Stored records:
'''
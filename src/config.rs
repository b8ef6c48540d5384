// Game configuration loaded from an INI file
//
// Every value has a safe default; a file only needs the keys it changes.
//
// ```ini
// [window]
// width = 960
// height = 640
//
// [player]
// max_health = 10
// damage = 1
// speed = 0.6
//
// [enemy]
// max_health = 5
// damage = 1
// max_speed = 0.7
// aggro_radius = 50
// lose_radius = 100
// attack_cooldown = 60
// ```

use std::path::Path;

use configparser::ini::Ini;
use log::info;

use crate::game::characters::stats::{ActorStats, EnemyBehavior, ENEMY_BEHAVIOR, ENEMY_STATS, PLAYER_STATS};

const DEFAULT_WINDOW_WIDTH: u32 = 960;
const DEFAULT_WINDOW_HEIGHT: u32 = 640;

/// Errors raised while loading a configuration file
#[derive(Debug, thiserror::Error)]
pub enum ConfigError {
    #[error("Failed to read config: {0}")]
    Read(String),

    #[error("Invalid value for [{section}] {key}: {reason}")]
    InvalidValue {
        section: &'static str,
        key: &'static str,
        reason: String,
    },
}

/// Tunable settings for a session
#[derive(Debug, Clone, PartialEq)]
pub struct GameConfig {
    pub window_width: u32,
    pub window_height: u32,

    pub player_max_health: i32,
    pub player_damage: i32,
    pub player_speed: f32,

    pub enemy_max_health: i32,
    pub enemy_damage: i32,
    pub enemy_max_speed: f32,
    pub enemy_aggro_radius: f32,
    pub enemy_lose_radius: f32,
    pub enemy_attack_cooldown: u32,
}

impl Default for GameConfig {
    fn default() -> Self {
        Self {
            window_width: DEFAULT_WINDOW_WIDTH,
            window_height: DEFAULT_WINDOW_HEIGHT,

            player_max_health: PLAYER_STATS.max_health,
            player_damage: PLAYER_STATS.damage,
            player_speed: PLAYER_STATS.speed,

            enemy_max_health: ENEMY_STATS.max_health,
            enemy_damage: ENEMY_STATS.damage,
            enemy_max_speed: ENEMY_STATS.speed,
            enemy_aggro_radius: ENEMY_BEHAVIOR.aggro_radius,
            enemy_lose_radius: ENEMY_BEHAVIOR.lose_radius,
            enemy_attack_cooldown: ENEMY_BEHAVIOR.attack_cooldown,
        }
    }
}

impl GameConfig {
    /// Load a config file on top of the defaults
    pub fn load_from_file(path: impl AsRef<Path>) -> Result<Self, ConfigError> {
        let path = path.as_ref();
        let mut ini = Ini::new();
        ini.load(path)
            .map_err(|e| ConfigError::Read(format!("{}: {}", path.display(), e)))?;

        let config = Self::from_ini(&ini)?;
        info!("Loaded config from {}", path.display());
        Ok(config)
    }

    /// Parse INI text on top of the defaults
    pub fn load_from_str(text: &str) -> Result<Self, ConfigError> {
        let mut ini = Ini::new();
        ini.read(text.to_string()).map_err(ConfigError::Read)?;
        Self::from_ini(&ini)
    }

    fn from_ini(ini: &Ini) -> Result<Self, ConfigError> {
        let mut config = Self::default();

        // [window]
        if let Some(width) = get_uint(ini, "window", "width")? {
            config.window_width = width;
        }
        if let Some(height) = get_uint(ini, "window", "height")? {
            config.window_height = height;
        }

        // [player]
        if let Some(health) = get_positive_int(ini, "player", "max_health")? {
            config.player_max_health = health;
        }
        if let Some(damage) = get_int(ini, "player", "damage")? {
            config.player_damage = damage;
        }
        if let Some(speed) = get_float(ini, "player", "speed")? {
            config.player_speed = speed;
        }

        // [enemy]
        if let Some(health) = get_positive_int(ini, "enemy", "max_health")? {
            config.enemy_max_health = health;
        }
        if let Some(damage) = get_int(ini, "enemy", "damage")? {
            config.enemy_damage = damage;
        }
        if let Some(speed) = get_float(ini, "enemy", "max_speed")? {
            config.enemy_max_speed = speed;
        }
        if let Some(radius) = get_float(ini, "enemy", "aggro_radius")? {
            config.enemy_aggro_radius = radius;
        }
        if let Some(radius) = get_float(ini, "enemy", "lose_radius")? {
            config.enemy_lose_radius = radius;
        }
        if let Some(cooldown) = get_uint(ini, "enemy", "attack_cooldown")? {
            config.enemy_attack_cooldown = cooldown;
        }

        Ok(config)
    }

    pub fn player_stats(&self) -> ActorStats {
        ActorStats {
            max_health: self.player_max_health,
            damage: self.player_damage,
            speed: self.player_speed,
            ..PLAYER_STATS
        }
    }

    pub fn enemy_stats(&self) -> ActorStats {
        ActorStats {
            max_health: self.enemy_max_health,
            damage: self.enemy_damage,
            speed: self.enemy_max_speed,
            ..ENEMY_STATS
        }
    }

    pub fn enemy_behavior(&self) -> EnemyBehavior {
        EnemyBehavior {
            aggro_radius: self.enemy_aggro_radius,
            lose_radius: self.enemy_lose_radius,
            attack_cooldown: self.enemy_attack_cooldown,
        }
    }

    pub fn window_size(&self) -> (u32, u32) {
        (self.window_width, self.window_height)
    }
}

fn invalid(section: &'static str, key: &'static str, reason: impl ToString) -> ConfigError {
    ConfigError::InvalidValue {
        section,
        key,
        reason: reason.to_string(),
    }
}

fn get_uint(ini: &Ini, section: &'static str, key: &'static str) -> Result<Option<u32>, ConfigError> {
    match ini.getuint(section, key).map_err(|e| invalid(section, key, e))? {
        Some(value) => u32::try_from(value)
            .map(Some)
            .map_err(|e| invalid(section, key, e)),
        None => Ok(None),
    }
}

fn get_int(ini: &Ini, section: &'static str, key: &'static str) -> Result<Option<i32>, ConfigError> {
    match ini.getint(section, key).map_err(|e| invalid(section, key, e))? {
        Some(value) => i32::try_from(value)
            .map(Some)
            .map_err(|e| invalid(section, key, e)),
        None => Ok(None),
    }
}

fn get_positive_int(
    ini: &Ini,
    section: &'static str,
    key: &'static str,
) -> Result<Option<i32>, ConfigError> {
    match get_int(ini, section, key)? {
        Some(value) if value <= 0 => Err(invalid(section, key, "must be greater than zero")),
        other => Ok(other),
    }
}

fn get_float(ini: &Ini, section: &'static str, key: &'static str) -> Result<Option<f32>, ConfigError> {
    match ini.getfloat(section, key).map_err(|e| invalid(section, key, e))? {
        Some(value) if value.is_finite() && value >= 0.0 => Ok(Some(value as f32)),
        Some(_) => Err(invalid(section, key, "must be a non-negative number")),
        None => Ok(None),
    }
}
'''
Give back the data above word for word.

filename src/config.rs
repository b8ef6c48540d5384
// Game configuration loaded from an INI file
//
// Every value has a safe default; a file only needs the keys it changes.
//
// ```ini
// [window]
// width = 960
// height = 640
//
// [player]
// max_health = 10
// damage = 1
// speed = 0.6
//
// [enemy]
// max_health = 5
// damage = 1
// max_speed = 0.7
// aggro_radius = 50
// lose_radius = 100
// attack_cooldown = 60
// ```

use std::path::Path;

use configparser::ini::Ini;
use log::info;

use crate::game::characters::stats::{ActorStats, EnemyBehavior, ENEMY_BEHAVIOR, ENEMY_STATS, PLAYER_STATS};

const DEFAULT_WINDOW_WIDTH: u32 = 960;
const DEFAULT_WINDOW_HEIGHT: u32 = 640;

/// Errors raised while loading a configuration file
#[derive(Debug, thiserror::Error)]
pub enum ConfigError {
    #[error("Failed to read config: {0}")]
    Read(String),

    #[error("Invalid value for [{section}] {key}: {reason}")]
    InvalidValue {
        section: &'static str,
        key: &'static str,
        reason: String,
    },
}

/// Tunable settings for a session
#[derive(Debug, Clone, PartialEq)]
pub struct GameConfig {
    pub window_width: u32,
    pub window_height: u32,

    pub player_max_health: i32,
    pub player_damage: i32,
    pub player_speed: f32,

    pub enemy_max_health: i32,
    pub enemy_damage: i32,
    pub enemy_max_speed: f32,
    pub enemy_aggro_radius: f32,
    pub enemy_lose_radius: f32,
    pub enemy_attack_cooldown: u32,
}

impl Default for GameConfig {
    fn default() -> Self {
        Self {
            window_width: DEFAULT_WINDOW_WIDTH,
            window_height: DEFAULT_WINDOW_HEIGHT,

            player_max_health: PLAYER_STATS.max_health,
            player_damage: PLAYER_STATS.damage,
            player_speed: PLAYER_STATS.speed,

            enemy_max_health: ENEMY_STATS.max_health,
            enemy_damage: ENEMY_STATS.damage,
            enemy_max_speed: ENEMY_STATS.speed,
            enemy_aggro_radius: ENEMY_BEHAVIOR.aggro_radius,
            enemy_lose_radius: ENEMY_BEHAVIOR.lose_radius,
            enemy_attack_cooldown: ENEMY_BEHAVIOR.attack_cooldown,
        }
    }
}

impl GameConfig {
    /// Load a config file on top of the defaults
    pub fn load_from_file(path: impl AsRef<Path>) -> Result<Self, ConfigError> {
        let path = path.as_ref();
        let mut ini = Ini::new();
        ini.load(path)
            .map_err(|e| ConfigError::Read(format!("{}: {}", path.display(), e)))?;

        let config = Self::from_ini(&ini)?;
        info!("Loaded config from {}", path.display());
        Ok(config)
    }

    /// Parse INI text on top of the defaults
    pub fn load_from_str(text: &str) -> Result<Self, ConfigError> {
        let mut ini = Ini::new();
        ini.read(text.to_string()).map_err(ConfigError::Read)?;
        Self::from_ini(&ini)
    }

    fn from_ini(ini: &Ini) -> Result<Self, ConfigError> {
        let mut config = Self::default();

        // [window]
        if let Some(width) = get_uint(ini, "window", "width")? {
            config.window_width = width;
        }
        if let Some(height) = get_uint(ini, "window", "height")? {
            config.window_height = height;
        }

        // [player]
        if let Some(health) = get_positive_int(ini, "player", "max_health")? {
            config.player_max_health = health;
        }
        if let Some(damage) = get_int(ini, "player", "damage")? {
            config.player_damage = damage;
        }
        if let Some(speed) = get_float(ini, "player", "speed")? {
            config.player_speed = speed;
        }

        // [enemy]
        if let Some(health) = get_positive_int(ini, "enemy", "max_health")? {
            config.enemy_max_health = health;
        }
        if let Some(damage) = get_int(ini, "enemy", "damage")? {
            config.enemy_damage = damage;
        }
        if let Some(speed) = get_float(ini, "enemy", "max_speed")? {
            config.enemy_max_speed = speed;
        }
        if let Some(radius) = get_float(ini, "enemy", "aggro_radius")? {
            config.enemy_aggro_radius = radius;
        }
        if let Some(radius) = get_float(ini, "enemy", "lose_radius")? {
            config.enemy_lose_radius = radius;
        }
        if let Some(cooldown) = get_uint(ini, "enemy", "attack_cooldown")? {
            config.enemy_attack_cooldown = cooldown;
        }

        Ok(config)
    }

    pub fn player_stats(&self) -> ActorStats {
        ActorStats {
            max_health: self.player_max_health,
            damage: self.player_damage,
            speed: self.player_speed,
            ..PLAYER_STATS
        }
    }

    pub fn enemy_stats(&self) -> ActorStats {
        ActorStats {
            max_health: self.enemy_max_health,
            damage: self.enemy_damage,
            speed: self.enemy_max_speed,
            ..ENEMY_STATS
        }
    }

    pub fn enemy_behavior(&self) -> EnemyBehavior {
        EnemyBehavior {
            aggro_radius: self.enemy_aggro_radius,
            lose_radius: self.enemy_lose_radius,
            attack_cooldown: self.enemy_attack_cooldown,
        }
    }

    pub fn window_size(&self) -> (u32, u32) {
        (self.window_width, self.window_height)
    }
}

fn invalid(section: &'static str, key: &'static str, reason: impl ToString) -> ConfigError {
    ConfigError::InvalidValue {
        section,
        key,
        reason: reason.to_string(),
    }
}

fn get_uint(ini: &Ini, section: &'static str, key: &'static str) -> Result<Option<u32>, ConfigError> {
    match ini.getuint(section, key).map_err(|e| invalid(section, key, e))? {
        Some(value) => u32::try_from(value)
            .map(Some)
            .map_err(|e| invalid(section, key, e)),
        None => Ok(None),
    }
}

fn get_int(ini: &Ini, section: &'static str, key: &'static str) -> Result<Option<i32>, ConfigError> {
    match ini.getint(section, key).map_err(|e| invalid(section, key, e))? {
        Some(value) => i32::try_from(value)
            .map(Some)
            .map_err(|e| invalid(section, key, e)),
        None => Ok(None),
    }
}

fn get_positive_int(
    ini: &Ini,
    section: &'static str,
    key: &'static str,
) -> Result<Option<i32>, ConfigError> {
    match get_int(ini, section, key)? {
        Some(value) if value <= 0 => Err(invalid(section, key, "must be greater than zero")),
        other => Ok(other),
    }
}

fn get_float(ini: &Ini, section: &'static str, key: &'static str) -> Result<Option<f32>, ConfigError> {
    match ini.getfloat(section, key).map_err(|e| invalid(section, key, e))? {
        Some(value) if value.is_finite() && value >= 0.0 => Ok(Some(value as f32)),
        Some(_) => Err(invalid(section, key, "must be a non-negative number")),
        None => Ok(None),
    }
}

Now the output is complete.